Interference phenomena are a well-known and crucial aspect of quantum mechanics, famously exemplified by the two-slit experiment. There are many situations, however, in which interference effects are artificially or spontaneously suppressed. The theory of decoherence is precisely the study of such situations.

Here is a simple tunneling example:

tunneling

According to classical physics, a particle of energy E less than the height U0 of a barrier could not penetrate - the region inside the barrier is classically forbidden. But the wavefunction associated with a free particle must be continuous at the barrier and will show an exponential decay inside the barrier. The wavefunction must also be continuous on the far side of the barrier, so there is a finite probability that the particle will tunnel through the barrier.

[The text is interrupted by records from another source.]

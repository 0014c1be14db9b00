//! URL building helpers.

use std::collections::BTreeMap;

use crate::config::{is_absolute_url, BaseUrl};
use crate::validators::QueryValue;

/// Joins a base URL and an endpoint template with exactly one `/` between.
///
/// Absolute endpoints (containing `://`) are returned unchanged, as is any
/// endpoint when there is no base URL.
///
/// # Example
///
/// ```rust
/// use http_alchemy::config::BaseUrl;
/// use http_alchemy::helpers::merge_base_url_and_endpoint_template;
///
/// let base = BaseUrl::new("https://api.example.com/v1/").unwrap();
/// assert_eq!(
///     merge_base_url_and_endpoint_template(Some(&base), "/users/{id}"),
///     "https://api.example.com/v1/users/{id}"
/// );
/// ```
#[must_use]
pub fn merge_base_url_and_endpoint_template(base: Option<&BaseUrl>, endpoint: &str) -> String {
    let endpoint = endpoint.trim();
    match base {
        Some(base) if !is_absolute_url(endpoint) => {
            let path = endpoint.trim_start_matches('/');
            if path.is_empty() {
                base.as_ref().to_string()
            } else {
                format!("{}/{path}", base.as_ref().trim_end_matches('/'))
            }
        }
        _ => endpoint.to_string(),
    }
}

/// Substitutes path parameter values into a URL template.
///
/// Every `{key}` occurrence is replaced with the percent-encoded value.
/// Placeholders without a value are left as they are.
#[must_use]
pub fn replace_path_params(template: &str, params: &BTreeMap<String, String>) -> String {
    let mut result = template.to_string();

    for (key, value) in params {
        let placeholder = format!("{{{key}}}");
        result = result.replace(&placeholder, &urlencoding::encode(value));
    }

    result
}

/// Encodes query parameters as a query string, without the leading `?`.
///
/// [`QueryValue::Many`] expands to one `key=value` pair per item.
#[must_use]
pub fn encode_query_string(params: &[(String, QueryValue)]) -> String {
    let mut pairs = Vec::new();
    for (key, value) in params {
        let key = urlencoding::encode(key);
        match value {
            QueryValue::Single(v) => pairs.push(format!("{key}={}", urlencoding::encode(v))),
            QueryValue::Many(items) => {
                pairs.extend(
                    items
                        .iter()
                        .map(|v| format!("{key}={}", urlencoding::encode(v))),
                );
            }
        }
    }
    pairs.join("&")
}

/// Appends a query string to a URL, respecting any query already present.
#[must_use]
pub fn append_query_string(url: &str, query: &str) -> String {
    if query.is_empty() {
        url.to_string()
    } else if url.contains('?') {
        format!("{url}&{query}")
    } else {
        format!("{url}?{query}")
    }
}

Note that the energy of the system does not change. It is not an interaction.

Interference effects are observed where the quantum mechanical solution of the specific system has a wavefunction that displays in the probability distribution interference effects, as in the double slit experiment.

The energy of the system changes for individual "electron slits" interactions that show the interference in the accumulation. Interference needs a large number of events to be seen.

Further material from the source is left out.